But Gallup disagrees. They have Rudy in the lead at 30 percent with Thompson a distant second at 22 percent. They show McCain still in contention in third place with 18 percent of the vote. Gallup has Mitt Romney trailing badly with only 7 percent. Gallup's field dates were Sept. 14-16. Did the world change dramatically in the weeks between them? No way. The polls just disagree.

The difference is the screening process. It is very, very difficult to predict who will vote in Republican primaries such as those in New Hampshire and Michigan. It is even harder to tell who will participate in caucuses in Iowa. Yet the ability to predict who will vote and who won't is pivotal to an accurate reading of the likely outcome.

We won't know who is right and who is wrong until the votes are actually cast. And then it will be too late.

Rasmussen has a tighter screen than Gallup for Republican primary voters. When I asked Scott Rasmussen about the differences between his polls and those of Gallup, he answered, "I screen for likely primary voters." Gallup's screen is looser and lets in more voters.

So who is right? Neither or both, depending on how you look at it. Gallup is betting that voters have not yet focused on the primaries and have not decided whether they will vote or stay home. Rasmussen is hoping that they have decided already whether or not to vote and can accurately predict their behavior in January even though it is only October.

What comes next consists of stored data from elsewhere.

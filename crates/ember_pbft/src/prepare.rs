//! Prepare: the first voting phase.

use ember_wire::{Address, Message, MsgCode, Subject};
use tracing::{trace, warn};

use crate::engine::Core;
use crate::types::{Backend, ProtocolError, State};

impl<B: Backend> Core<B> {
    /// Broadcast a prepare over the accepted proposal and count our own vote.
    pub(crate) async fn send_prepare(&mut self) {
        let Some(subject) = self.current.as_ref().and_then(|current| current.subject()) else {
            return;
        };
        let mut msg = Message::new(MsgCode::Prepare, subject.encode());
        self.broadcast(&mut msg).await;
        if let Err(err) = self.accept_prepare(msg) {
            warn!(%err, "Failed to record own prepare");
        }
        self.check_and_prepare(&subject).await;
    }

    pub(crate) async fn handle_prepare(
        &mut self,
        msg: &Message,
        src: Address,
    ) -> Result<(), ProtocolError> {
        let prepare = Subject::decode(&msg.msg)?;
        self.check_message(MsgCode::Prepare, prepare.view)?;
        // Passing verification while hash locked implies the vote is for the
        // locked block, since only that proposal was accepted this view.
        self.verify_prepare(&prepare, src)?;
        self.accept_prepare(msg.clone())?;
        self.check_and_prepare(&prepare).await;
        Ok(())
    }

    /// A prepare must match our subject exactly, field by field.
    fn verify_prepare(&self, prepare: &Subject, src: Address) -> Result<(), ProtocolError> {
        let subject = self.current.as_ref().and_then(|current| current.subject());
        if subject != Some(*prepare) {
            warn!(
                from = %src,
                expected = ?subject,
                got = ?prepare,
                "Inconsistent subjects between PREPARE and proposal"
            );
            return Err(ProtocolError::InconsistentSubject);
        }
        Ok(())
    }

    fn accept_prepare(&mut self, msg: Message) -> Result<(), ProtocolError> {
        let Some(current) = self.current.as_mut() else {
            return Err(ProtocolError::FutureMessage);
        };
        trace!(from = %msg.address, "accept prepare msg");
        current.prepares.add(msg)
    }

    /// Move to Prepared once enough validators prepared (or we are locked on
    /// this very digest), lock the hash, and vote to commit.
    pub(crate) async fn check_and_prepare(&mut self, prepare: &Subject) {
        let Some(current) = self.current.as_ref() else {
            return;
        };
        let locked_vote =
            current.is_hash_locked() && Some(prepare.digest) == current.locked_hash();
        let quorum = current.prepare_or_commit_size() >= self.validator_set.confirmations();
        if (locked_vote || quorum) && self.state < State::Prepared {
            if let Some(current) = self.current.as_mut() {
                current.lock_hash();
            }
            self.set_state(State::Prepared).await;
            self.send_commit().await;
        }
    }
}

To make things more complicated, both Iowa and New Hampshire permit independents to vote in either party primary, making the process three-dimensional. Voters in the Republican primary not only have to decide whether to back Rudy or Thompson or McCain or Romney (or, in Iowa, Huckabee) but must also figure out if they would rather vote for one of the Republicans or go into the Democratic primary to vote against Hillary. Tough choice! Tougher prediction!

The conventional wisdom is with Gallup. Five months before a caucus, one's voter screen should be loose, since who is paying attention this early? By prematurely screening out voters who don't yet know who is running, the argument goes, one is blinding oneself to the real results, which will only be apparent once the poorly educated voters decide to participate.

But my money's on Rasmussen. Why?

Iowa is a caucus state, so a really tight screen is appropriate. If you are going to sit for three hours in a meeting in January to vote, you probably know in September that you are going to do it.

The race started nine months ago. This unusually early starting gate suggests that voters probably know a lot about the race very early on. With one-third of Americans getting their news from cable TV, all the likely voters are already players in the process and should know if they are going to vote or not.

With Hillary running, voters probably have a pretty good idea of what they are going to do. With Hillary polarizing voters as sharply as she does, voters probably already know in which primary they are planning to participate.

But anyone is entitled to his or her own opinion. And the truth is probably somewhere in between.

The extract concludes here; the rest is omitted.